Delicious, fresh, and sometimes mysterious homemade Thai food was served for lunch every day, included in the price of the courses. They had vegetarian options daily, and in the event that the dishes weren't gluten free, they would cook a special GF plate for Sarah. The food was usually pretty spicy and we didn't always know what we were eating, but it was great to be able to experience traditional Thai cooking that we wouldn't necessarily know to order for ourselves at a restaurant.


The dining area also offered complimentary coffee, tea, water, and cookies throughout the whole day. They also have a pantry area with a refrigerator where students can store their own groceries. There is a great grocery store around the corner from the school called Rimping, and we kept gluten free muesli and milk in the fridge to eat for breakfast.



Also included in the price of the course are dormitory accommodations, which were rather basic, but you can't beat free! You can check in the Sunday before your course begins, and check out the Saturday after it finishes, however as long as they have space, they're pretty flexible if you need to come earlier or stay an extra night. The accommodations consisted of a massage mat on either the floor or a raised platform, with a somewhat uncomfortable pillow, and a light blanket. There's no air conditioning, but plenty of fans, and we found the nights to be cool anyway. There are curtains separating each bed for privacy, and each student is provided a locker for valuables.
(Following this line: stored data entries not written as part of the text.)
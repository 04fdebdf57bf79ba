//! Handlers for the `/categories` resource.

use axum::extract::State;
use axum::http::StatusCode;
use axum::Json;

use mediateca_core::error::CoreError;
use mediateca_db::models::category::{Category, CreateCategory};
use mediateca_db::repositories::CategoryRepo;

use crate::error::{AppError, AppResult};
use crate::middleware::rbac::{RequireAuth, RequireContributor};
use crate::response::DataResponse;
use crate::state::AppState;

/// GET /api/v1/categories
///
/// All categories with their parent's name resolved.
pub async fn list_categories(
    State(state): State<AppState>,
    RequireAuth(_user): RequireAuth,
) -> AppResult<Json<DataResponse<Vec<Category>>>> {
    let categories = CategoryRepo::list(&state.pool).await?;
    Ok(Json(DataResponse { data: categories }))
}

/// POST /api/v1/categories
pub async fn create_category(
    State(state): State<AppState>,
    RequireContributor(user): RequireContributor,
    Json(mut input): Json<CreateCategory>,
) -> AppResult<(StatusCode, Json<DataResponse<Category>>)> {
    input.name = input.name.trim().to_string();
    if input.name.is_empty() {
        return Err(AppError::Core(CoreError::Validation(
            "Category name must not be empty".into(),
        )));
    }

    if let Some(parent_id) = input.parent_id {
        if CategoryRepo::find_by_id(&state.pool, parent_id).await?.is_none() {
            return Err(AppError::Core(CoreError::Validation(format!(
                "Parent category {parent_id} does not exist"
            ))));
        }
    }

    let category = CategoryRepo::create(&state.pool, &input).await?;
    tracing::info!(category_id = category.id, user_id = user.user_id, "Category created");
    Ok((StatusCode::CREATED, Json(DataResponse { data: category })))
}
The bathroom is shared, with one shower and one toilet each for males and females. We figured out quickly that the women's shower doesn't have hot water, but this didn't bother us too much. The water wasn't ice cold, just not warm, and it was actually refreshing. If we did want a hot shower, we just used the Men's bathroom without any problems.
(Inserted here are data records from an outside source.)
//! Login, registration and token verification against the user store.

use serde::Serialize;

use mediateca_core::error::CoreError;
use mediateca_core::roles::Role;
use mediateca_core::types::DbId;
use mediateca_db::models::user::{CreateUser, User};
use mediateca_db::repositories::UserRepo;
use mediateca_db::DbPool;

use crate::auth::jwt::{generate_token, validate_token, Claims, JwtConfig, TokenRejection};
use crate::auth::password::{hash_password, verify_password};
use crate::error::AppError;

/// Constraint backing email uniqueness in `users`.
const EMAIL_CONSTRAINT: &str = "uq_users_email";

#[derive(Debug, thiserror::Error)]
pub enum AuthError {
    /// Unknown email or wrong password. Deliberately indistinguishable.
    #[error("Invalid email or password")]
    InvalidCredentials,

    #[error("Account is deactivated")]
    InactiveAccount,

    #[error("A user with this email already exists")]
    DuplicateEmail,

    #[error("Token has expired")]
    TokenExpired,

    #[error("Invalid token")]
    InvalidToken,

    #[error(transparent)]
    Database(#[from] sqlx::Error),

    #[error("{0}")]
    Internal(String),
}

impl From<AuthError> for AppError {
    fn from(err: AuthError) -> Self {
        match err {
            AuthError::InvalidCredentials
            | AuthError::InactiveAccount
            | AuthError::TokenExpired
            | AuthError::InvalidToken => AppError::Core(CoreError::Unauthorized(err.to_string())),
            AuthError::DuplicateEmail => AppError::Core(CoreError::Conflict(err.to_string())),
            AuthError::Database(e) => AppError::Database(e),
            AuthError::Internal(msg) => AppError::InternalError(msg),
        }
    }
}

/// Public user info returned alongside a token.
#[derive(Debug, Clone, Serialize)]
pub struct UserSummary {
    pub id: DbId,
    pub name: String,
    pub email: String,
    pub role: String,
}

impl From<&User> for UserSummary {
    fn from(user: &User) -> Self {
        Self {
            id: user.id,
            name: user.name.clone(),
            email: user.email.clone(),
            role: user.role.clone(),
        }
    }
}

/// A successful login.
#[derive(Debug, Serialize)]
pub struct LoginOutcome {
    pub token: String,
    pub user: UserSummary,
}

/// An identity whose token verified and whose account is still active.
#[derive(Debug, Clone)]
pub struct VerifiedIdentity {
    pub user_id: DbId,
    pub email: String,
    /// Role as currently stored, not as embedded in the token.
    pub role: Role,
}

/// Check credentials and issue a token.
///
/// The password is verified before the active flag so that an unknown
/// email, a wrong password and a wrong password on a deactivated account
/// all produce the same error.
pub async fn authenticate(
    pool: &DbPool,
    jwt: &JwtConfig,
    email: &str,
    password: &str,
) -> Result<LoginOutcome, AuthError> {
    let user = UserRepo::find_by_email(pool, email)
        .await?
        .ok_or(AuthError::InvalidCredentials)?;

    let valid = verify_password(password, &user.password_hash)
        .map_err(|e| AuthError::Internal(format!("Password verification error: {e}")))?;
    if !valid {
        tracing::debug!(user_id = user.id, "Rejected login: wrong password");
        return Err(AuthError::InvalidCredentials);
    }

    if !user.is_active {
        tracing::info!(user_id = user.id, "Rejected login: account deactivated");
        return Err(AuthError::InactiveAccount);
    }

    UserRepo::record_login(pool, user.id).await?;

    let token = generate_token(user.id, &user.email, &user.role, jwt)
        .map_err(|e| AuthError::Internal(format!("Token generation error: {e}")))?;

    tracing::info!(user_id = user.id, role = %user.role, "User logged in");
    Ok(LoginOutcome {
        token,
        user: UserSummary::from(&user),
    })
}

/// Create an active user and return its id.
pub async fn register(
    pool: &DbPool,
    name: &str,
    email: &str,
    password: &str,
    role: Role,
) -> Result<DbId, AuthError> {
    if UserRepo::find_by_email(pool, email).await?.is_some() {
        return Err(AuthError::DuplicateEmail);
    }

    let password_hash = hash_password(password)
        .map_err(|e| AuthError::Internal(format!("Password hashing error: {e}")))?;

    let input = CreateUser {
        name: name.to_string(),
        email: email.to_string(),
        password_hash,
        role: role.as_str().to_string(),
    };

    match UserRepo::create(pool, &input).await {
        Ok(user) => {
            tracing::info!(user_id = user.id, role = %role, "User registered");
            Ok(user.id)
        }
        // Lost a race with a concurrent registration of the same email.
        Err(sqlx::Error::Database(db_err)) if db_err.constraint() == Some(EMAIL_CONSTRAINT) => {
            Err(AuthError::DuplicateEmail)
        }
        Err(e) => Err(e.into()),
    }
}

/// Validate a bearer token and confirm the account still exists and is
/// active.
pub async fn verify(
    pool: &DbPool,
    jwt: &JwtConfig,
    token: &str,
) -> Result<VerifiedIdentity, AuthError> {
    let claims: Claims = validate_token(token, jwt).map_err(|rejection| match rejection {
        TokenRejection::Expired => AuthError::TokenExpired,
        TokenRejection::Invalid => AuthError::InvalidToken,
    })?;

    let user = UserRepo::find_by_id(pool, claims.sub)
        .await?
        .ok_or(AuthError::InvalidToken)?;
    if !user.is_active {
        return Err(AuthError::InactiveAccount);
    }

    let role = user
        .role
        .parse::<Role>()
        .map_err(|e| AuthError::Internal(format!("Stored role is invalid: {e}")))?;

    Ok(VerifiedIdentity {
        user_id: user.id,
        email: user.email,
        role,
    })
}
On the premises there are three washing machines for doing laundry, that take two 10-baht coins to operate. You can buy a small packet of laundry soap at the store and do your own washing. In the dorm rooms there are racks and hangers for drying.

Our one gripe about the dorm was the bugs... not all of the windows had screens, so there were constantly some little flies and ants around, but it didn't bother us much beyond a slight annoyance. Nature is nature. Like I said, the accommodations were very basic, but we don't actually need much... we both know plenty of people who wouldn't last a day in a place like this, but for us, it was all good.

Herbal Steam Room:


Another little perk about the school is the on-site herbal steam room, which is available to students at a discounted rate that works out to about $1.50 per use. You can also rent a towel and a garment to cover your body if you want, for a very small additional fee. There are separate steam rooms for men and women, and lockers are provided. We learned that what the Thai women do is steam for about 5-10 minutes, then sit in the room-temperature common area for about 5 minutes, followed by a short rinse in a cold shower. You then repeat that process as many times as you'd like. In the locker room area there are also showers stocked with shampoo and conditioner, as well as hair dryers that you can use. We went in a couple of times towards the end of our stay at the school, and our only regret was that we hadn't been using it daily since we arrived. It was super relaxing and refreshing. If you're in Chiang Mai, we recommend a visit, since it is open to the public.

 Final Thoughts:


We had a great experience at Shivagakomarpaj, and would recommend it highly to anyone seeking to learn traditional Northern-style Thai massage. We met so many great people from all over the world who became dear friends as we studied and explored the city together. I can't compare with other schools from personal experience, but Shivagakomarpaj is definitely worth checking out if you're looking for a school in Chiang Mai. I'm looking forward to returning!

Sunday, November 10, 2013

Chiang Mai - Wild Rose Yoga Studio and Some Fresh Eats


This blog wouldn't be living up to its name if it didn't have at least one yoga studio review on it, right?!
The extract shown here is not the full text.